Organizing pneumonia after nivolumab treatment in a patient with pathologically proven idiopathic pulmonary fibrosis

Abstract

Acute exacerbation of pre-existing interstitial lung disease (ILD) associated with systemic anticancer therapy is recognized as a life-threatening adverse event of lung cancer treatment. Programmed cell death 1 (PD-1) checkpoint inhibitors, such as nivolumab, often induce pneumonitis in patients with cancer; however, the tolerance and safety of nivolumab for advanced lung cancer with ILD are unclear.
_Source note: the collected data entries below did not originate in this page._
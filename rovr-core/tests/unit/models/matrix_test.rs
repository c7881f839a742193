use super::*;

#[test]
fn can_access_entries_in_constant_time() {
    let matrix = CostMatrix::new(3, vec![0, 1, 2, 3, 0, 5, 6, 7, 0]).unwrap();

    assert_eq!(matrix.size(), 3);
    assert_eq!(matrix.at(0, 1), 1);
    assert_eq!(matrix.at(2, 1), 7);
    assert_eq!(matrix.cost(1, 2), 5);
    assert_eq!(matrix.duration(2, 0), 6);
}

#[test]
fn cannot_create_matrix_with_wrong_size() {
    assert!(CostMatrix::new(2, vec![0, 1, 2]).is_err());
    assert!(CostMatrix::from_rows(vec![vec![0, 1], vec![2]]).is_err());
}

#[test]
fn can_extract_sub_matrix_keeping_order() {
    let matrix = CostMatrix::new(3, vec![0, 1, 2, 3, 0, 5, 6, 7, 0]).unwrap();

    let sub = matrix.sub_matrix(&[2, 0]);

    assert_eq!(sub.size(), 2);
    assert_eq!(sub.at(0, 0), 0);
    assert_eq!(sub.at(0, 1), 6);
    assert_eq!(sub.at(1, 0), 2);
    assert_eq!(sub.at(1, 1), 0);
}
We report a 72-year-old patient with lung cancer with pathologically proven idiopathic pulmonary fibrosis who was treated with nivolumab. She demonstrated pneumonitis with an organized pneumonia (OP) pattern, but no acute exacerbation of ILD featuring a diffuse alveolar damage (DAD) pattern. She was successfully treated with corticosteroid therapy, and maintained good disease control after the discontinuation of nivolumab. She also showed pseudoprogression of the primary tumor, implying infiltration of T-cells into the lung. These findings suggest that T-cell activation by nivolumab treatment might not be directly associated with acute ILD exacerbation, and that treatable OP might be a major pulmonary complication of nivolumab in patients with pre-existing ILD, similar to patients without underlying ILD.